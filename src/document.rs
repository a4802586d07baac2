//! Typed views over a loaded AsyncAPI document.
//!
//! The document tree stays a `serde_json::Value`; the structs in this module are
//! deserialized from it on demand, after the `$ref` chain of the accessed object has
//! been followed. Fields that may themselves be references (tags, external docs,
//! messages, bindings, schemas) are kept as raw values and resolved when used.

use crate::detector::{SpecVersion, VersionDetector};
use crate::error::Result;
use crate::parser::ParsedDocument;
use crate::refs;
use indexmap::IndexMap;
use log::{debug, warn};
use serde::de::DeserializeOwned;
use serde::{Deserialize, Deserializer};
use serde_json::{Map, Value};

fn lenient_string<'de, D>(deserializer: D) -> std::result::Result<String, D::Error>
where
    D: Deserializer<'de>,
{
    Ok(display_value(&Value::deserialize(deserializer)?))
}

/// Text of a scalar the way a reader expects it: strings without quotes, other
/// values as compact JSON.
pub fn display_value(value: &Value) -> String {
    match value {
        Value::String(text) => text.clone(),
        Value::Null => String::new(),
        other => other.to_string(),
    }
}

/// Vendor extensions captured next to the known fields of an object.
pub type Extensions = IndexMap<String, Value>;

#[derive(Debug, Clone, Default, Deserialize)]
#[serde(rename_all = "camelCase")]
pub struct Info {
    #[serde(default, deserialize_with = "lenient_string")]
    pub title: String,
    #[serde(default, deserialize_with = "lenient_string")]
    pub version: String,
    pub description: Option<String>,
    pub terms_of_service: Option<String>,
    pub contact: Option<Contact>,
    pub license: Option<License>,
    /// 3.x only; 2.x keeps tags at the document root
    #[serde(default)]
    pub tags: Vec<Value>,
    /// 3.x only
    pub external_docs: Option<Value>,
    #[serde(flatten)]
    pub extensions: Extensions,
}

#[derive(Debug, Clone, Default, Deserialize)]
pub struct Contact {
    pub name: Option<String>,
    pub url: Option<String>,
    pub email: Option<String>,
}

#[derive(Debug, Clone, Default, Deserialize)]
pub struct License {
    #[serde(default)]
    pub name: String,
    pub url: Option<String>,
}

#[derive(Debug, Clone, Default, Deserialize)]
#[serde(rename_all = "camelCase")]
pub struct Tag {
    #[serde(default)]
    pub name: String,
    pub description: Option<String>,
    pub external_docs: Option<Value>,
}

#[derive(Debug, Clone, Default, PartialEq, Deserialize)]
pub struct ExternalDocs {
    #[serde(default)]
    pub url: String,
    pub description: Option<String>,
}

/// A server definition of either major version.
#[derive(Debug, Clone, Default, Deserialize)]
#[serde(rename_all = "camelCase")]
pub struct Server {
    /// 2.x
    pub url: Option<String>,
    /// 3.x
    pub host: Option<String>,
    /// 3.x
    pub pathname: Option<String>,
    #[serde(default)]
    pub protocol: String,
    pub protocol_version: Option<String>,
    pub description: Option<String>,
    #[serde(default)]
    pub variables: IndexMap<String, Value>,
    #[serde(default)]
    pub security: Vec<Value>,
    pub bindings: Option<Value>,
    #[serde(flatten)]
    pub extensions: Extensions,
}

impl Server {
    /// The connection URL; 3.x servers combine protocol, host and pathname.
    pub fn address(&self) -> String {
        if let Some(url) = &self.url {
            return url.clone();
        }
        let host = self.host.as_deref().unwrap_or_default();
        let pathname = self.pathname.as_deref().unwrap_or_default();
        if self.protocol.is_empty() {
            format!("{}{}", host, pathname)
        } else {
            format!("{}://{}{}", self.protocol, host, pathname)
        }
    }
}

#[derive(Debug, Clone, Default, Deserialize)]
pub struct ServerVariable {
    pub description: Option<String>,
    pub default: Option<Value>,
    #[serde(rename = "enum", default)]
    pub allowed_values: Vec<Value>,
}

#[derive(Debug, Clone, Default, Deserialize)]
#[serde(rename_all = "camelCase")]
pub struct SecurityScheme {
    #[serde(rename = "type", default)]
    pub scheme_type: String,
    pub description: Option<String>,
    pub name: Option<String>,
    #[serde(rename = "in")]
    pub location: Option<String>,
    pub scheme: Option<String>,
    pub bearer_format: Option<String>,
    pub open_id_connect_url: Option<String>,
    #[serde(default)]
    pub flows: IndexMap<String, OAuthFlow>,
    /// 3.x: scopes required when the scheme is referenced directly
    #[serde(default)]
    pub scopes: Vec<String>,
}

#[derive(Debug, Clone, Default, Deserialize)]
#[serde(rename_all = "camelCase")]
pub struct OAuthFlow {
    pub authorization_url: Option<String>,
    pub token_url: Option<String>,
    pub refresh_url: Option<String>,
    #[serde(default)]
    pub scopes: IndexMap<String, Value>,
    /// 3.x name of `scopes`
    #[serde(default)]
    pub available_scopes: IndexMap<String, Value>,
}

impl OAuthFlow {
    pub fn scope_names(&self) -> Vec<&str> {
        self.scopes
            .keys()
            .chain(self.available_scopes.keys())
            .map(String::as_str)
            .collect()
    }
}

/// One entry of a security requirement: a scheme plus the scopes it must grant.
#[derive(Debug, Clone)]
pub struct RequiredScheme {
    pub scheme: SecurityScheme,
    pub scopes: Vec<String>,
}

/// All schemes that have to be satisfied together.
#[derive(Debug, Clone, Default)]
pub struct SecurityRequirement {
    pub schemes: Vec<RequiredScheme>,
}

#[derive(Debug, Clone, Default, Deserialize)]
pub struct Channel {
    /// 3.x
    pub address: Option<String>,
    pub description: Option<String>,
    #[serde(default)]
    pub parameters: IndexMap<String, Value>,
    /// Server names (2.x) or server references (3.x)
    #[serde(default)]
    pub servers: Vec<Value>,
    /// 3.x
    #[serde(default)]
    pub messages: IndexMap<String, Value>,
    /// 2.x
    pub publish: Option<Value>,
    /// 2.x
    pub subscribe: Option<Value>,
    pub bindings: Option<Value>,
    #[serde(flatten)]
    pub extensions: Extensions,
}

#[derive(Debug, Clone, Default, Deserialize)]
#[serde(rename_all = "camelCase")]
pub struct Parameter {
    pub description: Option<String>,
    /// 2.x
    pub schema: Option<Value>,
    pub location: Option<String>,
    /// 3.x
    #[serde(rename = "enum")]
    pub allowed_values: Option<Vec<Value>>,
    /// 3.x
    pub default: Option<Value>,
    /// 3.x
    pub examples: Option<Vec<Value>>,
}

impl Parameter {
    /// Schema describing the parameter value.
    ///
    /// 3.x parameters carry no schema; they are always strings, optionally narrowed
    /// by `enum`, `default` and `examples`.
    pub fn schema_value(&self, version: SpecVersion) -> Option<Value> {
        if let Some(schema) = &self.schema {
            return Some(schema.clone());
        }
        if version == SpecVersion::V2 {
            return None;
        }
        let mut schema = Map::new();
        schema.insert("type".to_string(), Value::from("string"));
        if let Some(values) = &self.allowed_values {
            schema.insert("enum".to_string(), Value::Array(values.clone()));
        }
        if let Some(default) = &self.default {
            schema.insert("default".to_string(), default.clone());
        }
        if let Some(examples) = &self.examples {
            schema.insert("examples".to_string(), Value::Array(examples.clone()));
        }
        Some(Value::Object(schema))
    }
}

#[derive(Debug, Clone, Default, Deserialize)]
#[serde(rename_all = "camelCase")]
pub struct Operation {
    /// 3.x: `send` or `receive`
    pub action: Option<String>,
    /// 3.x
    pub channel: Option<Value>,
    pub operation_id: Option<String>,
    pub title: Option<String>,
    pub summary: Option<String>,
    pub description: Option<String>,
    #[serde(default)]
    pub security: Vec<Value>,
    #[serde(default)]
    pub tags: Vec<Value>,
    pub external_docs: Option<Value>,
    pub bindings: Option<Value>,
    /// 2.x: one message or `{ oneOf: [...] }`
    pub message: Option<Value>,
    /// 3.x
    #[serde(default)]
    pub messages: Vec<Value>,
    /// 3.x
    pub reply: Option<Value>,
    #[serde(flatten)]
    pub extensions: Extensions,
}

#[derive(Debug, Clone, Default, Deserialize)]
pub struct OperationReply {
    pub address: Option<Value>,
    pub channel: Option<Value>,
    #[serde(default)]
    pub messages: Vec<Value>,
    #[serde(flatten)]
    pub extensions: Extensions,
}

#[derive(Debug, Clone, Default, Deserialize)]
pub struct ReplyAddress {
    #[serde(default)]
    pub location: String,
    pub description: Option<String>,
    #[serde(flatten)]
    pub extensions: Extensions,
}

#[derive(Debug, Clone, Default, Deserialize)]
pub struct CorrelationId {
    pub description: Option<String>,
    #[serde(default)]
    pub location: String,
}

#[derive(Debug, Clone, Default, Deserialize)]
pub struct MessageExample {
    pub name: Option<String>,
    pub summary: Option<String>,
    pub headers: Option<Value>,
    pub payload: Option<Value>,
}

#[derive(Debug, Clone, Default, Deserialize)]
#[serde(rename_all = "camelCase")]
pub struct Message {
    pub name: Option<String>,
    pub title: Option<String>,
    pub summary: Option<String>,
    pub description: Option<String>,
    pub content_type: Option<String>,
    pub message_id: Option<String>,
    pub correlation_id: Option<Value>,
    pub external_docs: Option<Value>,
    #[serde(default)]
    pub tags: Vec<Value>,
    pub bindings: Option<Value>,
    #[serde(default)]
    pub examples: Vec<MessageExample>,
    pub headers: Option<Value>,
    pub payload: Option<Value>,
    #[serde(flatten)]
    pub extensions: Extensions,
}

/// Unwraps a 3.x multi-format schema (`{ schemaFormat, schema }`).
pub fn schema_of(value: &Value) -> &Value {
    match (value.get("schemaFormat"), value.get("schema")) {
        (Some(_), Some(schema)) => schema,
        _ => value,
    }
}

/// A loaded document together with its detected version.
#[derive(Debug, Clone)]
pub struct AsyncApiDocument {
    version: SpecVersion,
    root: Value,
}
= = =
# Work item
Exactly those lines that run from the start of the listing to the line containing "use crate::error::Result;" should be output, and no others.

# Answer to the problem
filename src/document.rs
repository a4802586d07baac2
//! Typed views over a loaded AsyncAPI document.
//!
//! The document tree stays a `serde_json::Value`; the structs in this module are
//! deserialized from it on demand, after the `$ref` chain of the accessed object has
//! been followed. Fields that may themselves be references (tags, external docs,
//! messages, bindings, schemas) are kept as raw values and resolved when used.

use crate::detector::{SpecVersion, VersionDetector};
use crate::error::Result;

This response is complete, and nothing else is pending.